Lessons Through Healing
The year I moved to Hong Kong I broke my ankle at a skatepark. The break cracked through my bones in three places requiring surgery, recovery time in the hospital, and a lot of lying down and elevating. Almost immediately I felt lost. I can remember attempting to stand and feeling as if bones were stirring within me. I was numbed through waves of deafening ringing. The voices surrounding me were muffled and dull.
From that moment onward, my thoughts lingered somewhere between self-pity and shame. And this is where I stayed for months, oscillating through an array of deprecating thoughts. I was cruel to myself. I did not process the experience as an accident, something I could overcome and move on from. I sat in discontent with myself and I suffered more because of this. A pattern that has recurred through much of my life.

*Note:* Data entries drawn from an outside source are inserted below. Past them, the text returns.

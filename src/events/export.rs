use super::Listener;
use crate::constants::{EXPORT_PASSPHRASE, EXPORT_PROMPT};
use crate::download;
use crate::App;
use bubbles_core::passphrase_accepts;
use std::cell::RefCell;
use std::rc::Rc;
use web_sys as web;

fn ask_passphrase() -> Option<String> {
    web::window()?.prompt_with_message(EXPORT_PROMPT).ok().flatten()
}

/// Export CSV, download it and reset every tally on click.
pub fn wire_export_button(button: &web::Element, app: Rc<RefCell<App>>) -> anyhow::Result<Listener> {
    Listener::new(button.as_ref(), "click", move |_ev: web::Event| {
        if EXPORT_PASSPHRASE.is_some() {
            let entered = ask_passphrase();
            if !passphrase_accepts(EXPORT_PASSPHRASE, entered.as_deref()) {
                log::info!("[export] passphrase rejected");
                return;
            }
        }
        let now = chrono::Local::now().naive_local();
        app.borrow_mut()
            .export_and_reset(now, download::trigger_download);
    })
}
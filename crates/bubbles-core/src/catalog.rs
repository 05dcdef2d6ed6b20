//! Static genre catalog.
//!
//! Consumers receive the catalog as a `&'static [Genre]` at construction time;
//! [`GENRES`] is the reference list shipped with the widget.

#[derive(Clone, Copy, Debug, PartialEq, Eq)]
pub struct Rgb(pub u8, pub u8, pub u8);

impl Rgb {
    /// `#rrggbb` form used by canvas fill styles.
    pub fn css(self) -> String {
        format!("#{:02x}{:02x}{:02x}", self.0, self.1, self.2)
    }
}

#[derive(Clone, Copy, Debug, PartialEq, Eq)]
pub struct Genre {
    pub key: &'static str,
    pub label: &'static str,
    pub color: Rgb,
}

const fn genre(key: &'static str, label: &'static str, color: Rgb) -> Genre {
    Genre { key, label, color }
}

pub const GENRES: &[Genre] = &[
    genre("house", "House", Rgb(0xff, 0xb3, 0x47)),
    genre("trance", "Trance", Rgb(0x3d, 0xdc, 0xff)),
    genre("hard_techno", "Hard Techno", Rgb(0xff, 0x47, 0x7e)),
    genre("hard_house", "Hard House", Rgb(0xff, 0x7a, 0x3d)),
    genre(
        "industrial_hard_techno",
        "Industrial Hard Techno",
        Rgb(0x9a, 0xa0, 0xff),
    ),
    genre("hardstyle", "Hardstyle", Rgb(0xff, 0xd1, 0x66)),
    genre("hardcore", "Hardcore", Rgb(0xff, 0x00, 0x6e)),
    genre("drum_bass", "Drum & Bass", Rgb(0x00, 0xd4, 0xa6)),
    genre("afro", "Afro", Rgb(0xff, 0x5e, 0x00)),
    genre("hard_bounce", "Hard Bounce", Rgb(0x7c, 0xfc, 0x00)),
    genre("shranz", "Shranz", Rgb(0xb0, 0x84, 0xff)),
    genre("pop", "Pop", Rgb(0xff, 0x66, 0xcc)),
    genre("groove", "Groove", Rgb(0x34, 0xd3, 0x99)),
    genre("driving_techno", "Driving Techno", Rgb(0x00, 0xbc, 0xd4)),
    genre("turku", "Turku", Rgb(0xa3, 0xe6, 0x35)),
];

#[inline]
pub fn find<'a>(catalog: &'a [Genre], key: &str) -> Option<&'a Genre> {
    catalog.iter().find(|g| g.key == key)
}
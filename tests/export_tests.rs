// Host-side tests for CSV export and the cosmetic export gate.

use bubbles_core::{
    csv_field, export_file, export_filename, passphrase_accepts, tally_to_csv, Genre, Rgb,
    VoteTally, GENRES,
};
use chrono::NaiveDate;

static COMMA_CATALOG: &[Genre] = &[
    Genre {
        key: "house",
        label: "House",
        color: Rgb(0xff, 0xb3, 0x47),
    },
    Genre {
        key: "dnb",
        label: "Drum, Bass",
        color: Rgb(0x00, 0xd4, 0xa6),
    },
    Genre {
        key: "quoted",
        label: "The \"Hard\" One",
        color: Rgb(0x10, 0x20, 0x30),
    },
];

#[test]
fn header_and_rows_follow_catalog_order() {
    let mut tally = VoteTally::zeroed(GENRES);
    for _ in 0..3 {
        tally.increment("house");
    }
    let csv = tally_to_csv(GENRES, &tally);
    let rows: Vec<&str> = csv.split("\r\n").collect();

    assert_eq!(rows[0], "genre_key,genre_label,votes");
    assert_eq!(rows[1], "house,House,3");
    assert_eq!(rows[2], "trance,Trance,0");
    assert_eq!(rows.len(), GENRES.len() + 2); // trailing CRLF leaves an empty tail
    assert_eq!(rows.last(), Some(&""));
    for (row, g) in rows[1..=GENRES.len()].iter().zip(GENRES) {
        let votes = row.rsplit(',').next().unwrap();
        assert_eq!(votes, tally.count(g.key).to_string());
    }
}

#[test]
fn rows_end_with_crlf() {
    let csv = tally_to_csv(GENRES, &VoteTally::zeroed(GENRES));
    assert!(csv.ends_with("\r\n"));
    assert_eq!(csv.matches("\r\n").count(), GENRES.len() + 1);
    assert!(!csv.replace("\r\n", "").contains('\n'));
}

#[test]
fn fields_with_commas_and_quotes_are_quoted() {
    assert_eq!(csv_field("Drum, Bass"), "\"Drum, Bass\"");
    assert_eq!(csv_field("The \"Hard\" One"), "\"The \"\"Hard\"\" One\"");
    assert_eq!(csv_field("line\nbreak"), "\"line\nbreak\"");
    assert_eq!(csv_field("Drum & Bass"), "Drum & Bass");
}

#[test]
fn quoted_labels_in_export() {
    let mut tally = VoteTally::zeroed(COMMA_CATALOG);
    tally.increment("dnb");
    let csv = tally_to_csv(COMMA_CATALOG, &tally);
    assert!(csv.contains("dnb,\"Drum, Bass\",1\r\n"));
    assert!(csv.contains("quoted,\"The \"\"Hard\"\" One\",0\r\n"));
}

#[test]
fn filename_embeds_timestamp() {
    let at = NaiveDate::from_ymd_opt(2024, 3, 5)
        .unwrap()
        .and_hms_opt(7, 8, 9)
        .unwrap();
    assert_eq!(export_filename(at), "genre_votes_20240305_070809.csv");

    let file = export_file(GENRES, &VoteTally::zeroed(GENRES), at);
    assert_eq!(file.filename, "genre_votes_20240305_070809.csv");
    assert_eq!(file.mime, "text/csv;charset=utf-8");
    assert!(file.contents.starts_with("genre_key,genre_label,votes\r\n"));
}

#[test]
fn passphrase_gate_is_optional() {
    assert!(passphrase_accepts(None, None));
    assert!(passphrase_accepts(None, Some("anything")));
    assert!(passphrase_accepts(Some("open"), Some("open")));
    assert!(passphrase_accepts(Some("open"), Some(" open ")));
    assert!(!passphrase_accepts(Some("open"), Some("closed")));
    assert!(!passphrase_accepts(Some("open"), None));
}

THIS is why I talk about SELF-LOVE. 💗The thoughts I allowed to fuel me were misaligned with the version of myself I wanted to be. In a lifetime where we are the one person who is always there, why would we shape the thoughts we live with to be unkind? This is a notion that may come easily to some--to care deeply for themselves, be understanding of pitfalls and missteps. But for many, myself included, this act of self-love takes tools and practice. It is a constant shift in thinking. An acknowledgement that we are worthy of love and we are meant to live lovingly towards ourselves.
If you are hard on yourself, if you constantly put yourself down rather than pick yourself up, I understand. Know that you are worthy. You are whole. You are enough.